Exactly as shown, give the full listing again.

• _Provided data_
● ● ● ● ●
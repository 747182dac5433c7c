//! Unary dispatch (spec §4.4): one request stream in, one response stream out.

use super::{batch_to_row, row_to_values};
use crate::codec::{build_error_batch_shaped, build_log_batch, build_result_batch, parse_request_header};
use crate::constants::DESCRIBE_METHOD_NAME;
use crate::error::{Result, RpcError};
use crate::ipc::Schema;
use crate::registry::{HandlerContext, Method, Protocol};

/// Run one unary call end to end and return the bytes of the response IPC
/// stream. Never returns `Err` for a handler failure — those become an
/// error batch on the wire; it only returns `Err` for a genuine transport
/// fault the caller must treat as unrecoverable.
#[tracing::instrument(skip(protocol, request_bytes), fields(method = tracing::field::Empty))]
pub async fn dispatch_unary(
    protocol: &Protocol,
    server_id: &str,
    request_bytes: &[u8],
) -> Result<Vec<u8>> {
    let (_schema, mut batches) = crate::ipc::read_stream(request_bytes)?;
    let request_batch = batches
        .pop()
        .ok_or_else(|| RpcError::protocol("unary request stream carries no batch"))?;

    let header = parse_request_header(&request_batch)?;
    let request_id = header.request_id.as_deref();
    tracing::Span::current().record("method", tracing::field::display(&header.method));

    if header.method == DESCRIBE_METHOD_NAME {
        let describe = protocol.describe_batch(server_id)?;
        let schema = describe.schema().clone();
        return crate::ipc::write_stream(&schema, &[describe]);
    }

    let method = match protocol.get(&header.method) {
        Some(m) => m,
        None => {
            let available = protocol.method_names().join(", ");
            let err = RpcError::protocol(format!(
                "unknown method {:?}; available methods: {available}",
                header.method
            ));
            let error_batch = build_error_batch_shaped(&Schema::empty(), &err, server_id, request_id)?;
            return crate::ipc::write_stream(&Schema::empty(), &[error_batch]);
        }
    };

    let unary = match method {
        Method::Unary(u) => u,
        _ => {
            let err = RpcError::protocol(format!("method {:?} is not unary", header.method));
            let error_batch = build_error_batch_shaped(method.result_schema(), &err, server_id, request_id)?;
            return crate::ipc::write_stream(method.result_schema(), &[error_batch]);
        }
    };

    let params = batch_to_row(&request_batch, &unary.params_schema)?;
    let mut ctx = HandlerContext::new();
    let result = unary.handler.call(params, &mut ctx).await;
    let logs = ctx.take_logs();
    let result_schema = unary.result_schema.clone();

    let mut out_batches = Vec::with_capacity(logs.len() + 1);
    for log in &logs {
        out_batches.push(build_log_batch(
            &log.level,
            &log.message,
            log.extra.as_ref(),
            server_id,
            request_id,
        )?);
    }

    match result {
        Ok(row) => {
            let rows = if unary.has_return {
                vec![row_to_values(&result_schema, &row)?]
            } else {
                vec![]
            };
            out_batches.push(build_result_batch(&result_schema, &rows, server_id, request_id)?);
        }
        Err(err) => {
            tracing::warn!(error = %err, "unary handler returned an error");
            out_batches.push(build_error_batch_shaped(&result_schema, &err, server_id, request_id)?);
        }
    }

    crate::ipc::write_stream(&result_schema, &out_batches)
}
● ● ● ● ●
• _Solved problem_
repository 747182dac5433c7c
//! Unary dispatch (spec §4.4): one request stream in, one response stream out.

use super::{batch_to_row, row_to_values};
use crate::codec::{build_error_batch_shaped, build_log_batch, build_result_batch, parse_request_header};
use crate::constants::DESCRIBE_METHOD_NAME;
use crate::error::{Result, RpcError};
use crate::ipc::Schema;
use crate::registry::{HandlerContext, Method, Protocol};

/// Run one unary call end to end and return the bytes of the response IPC
/// stream. Never returns `Err` for a handler failure — those become an
/// error batch on the wire; it only returns `Err` for a genuine transport
/// fault the caller must treat as unrecoverable.
#[tracing::instrument(skip(protocol, request_bytes), fields(method = tracing::field::Empty))]
pub async fn dispatch_unary(
    protocol: &Protocol,
    server_id: &str,
    request_bytes: &[u8],
) -> Result<Vec<u8>> {
    let (_schema, mut batches) = crate::ipc::read_stream(request_bytes)?;
    let request_batch = batches
        .pop()
        .ok_or_else(|| RpcError::protocol("unary request stream carries no batch"))?;

    let header = parse_request_header(&request_batch)?;
    let request_id = header.request_id.as_deref();
    tracing::Span::current().record("method", tracing::field::display(&header.method));

    if header.method == DESCRIBE_METHOD_NAME {
        let describe = protocol.describe_batch(server_id)?;
        let schema = describe.schema().clone();
        return crate::ipc::write_stream(&schema, &[describe]);
    }

    let method = match protocol.get(&header.method) {
        Some(m) => m,
        None => {
            let available = protocol.method_names().join(", ");
            let err = RpcError::protocol(format!(
                "unknown method {:?}; available methods: {available}",
                header.method
            ));
            let error_batch = build_error_batch_shaped(&Schema::empty(), &err, server_id, request_id)?;
            return crate::ipc::write_stream(&Schema::empty(), &[error_batch]);
        }
    };

    let unary = match method {
        Method::Unary(u) => u,
        _ => {
            let err = RpcError::protocol(format!("method {:?} is not unary", header.method));
            let error_batch = build_error_batch_shaped(method.result_schema(), &err, server_id, request_id)?;
            return crate::ipc::write_stream(method.result_schema(), &[error_batch]);
        }
    };

    let params = batch_to_row(&request_batch, &unary.params_schema)?;
    let mut ctx = HandlerContext::new();
    let result = unary.handler.call(params, &mut ctx).await;
    let logs = ctx.take_logs();
    let result_schema = unary.result_schema.clone();

    let mut out_batches = Vec::with_capacity(logs.len() + 1);
    for log in &logs {
        out_batches.push(build_log_batch(
            &log.level,
            &log.message,
            log.extra.as_ref(),
            server_id,
            request_id,
        )?);
    }

    match result {
        Ok(row) => {
            let rows = if unary.has_return {
                vec![row_to_values(&result_schema, &row)?]
            } else {
                vec![]
            };
            out_batches.push(build_result_batch(&result_schema, &rows, server_id, request_id)?);
        }
        Err(err) => {
            tracing::warn!(error = %err, "unary handler returned an error");
            out_batches.push(build_error_batch_shaped(&result_schema, &err, server_id, request_id)?);
        }
    }

    crate::ipc::write_stream(&result_schema, &out_batches)
}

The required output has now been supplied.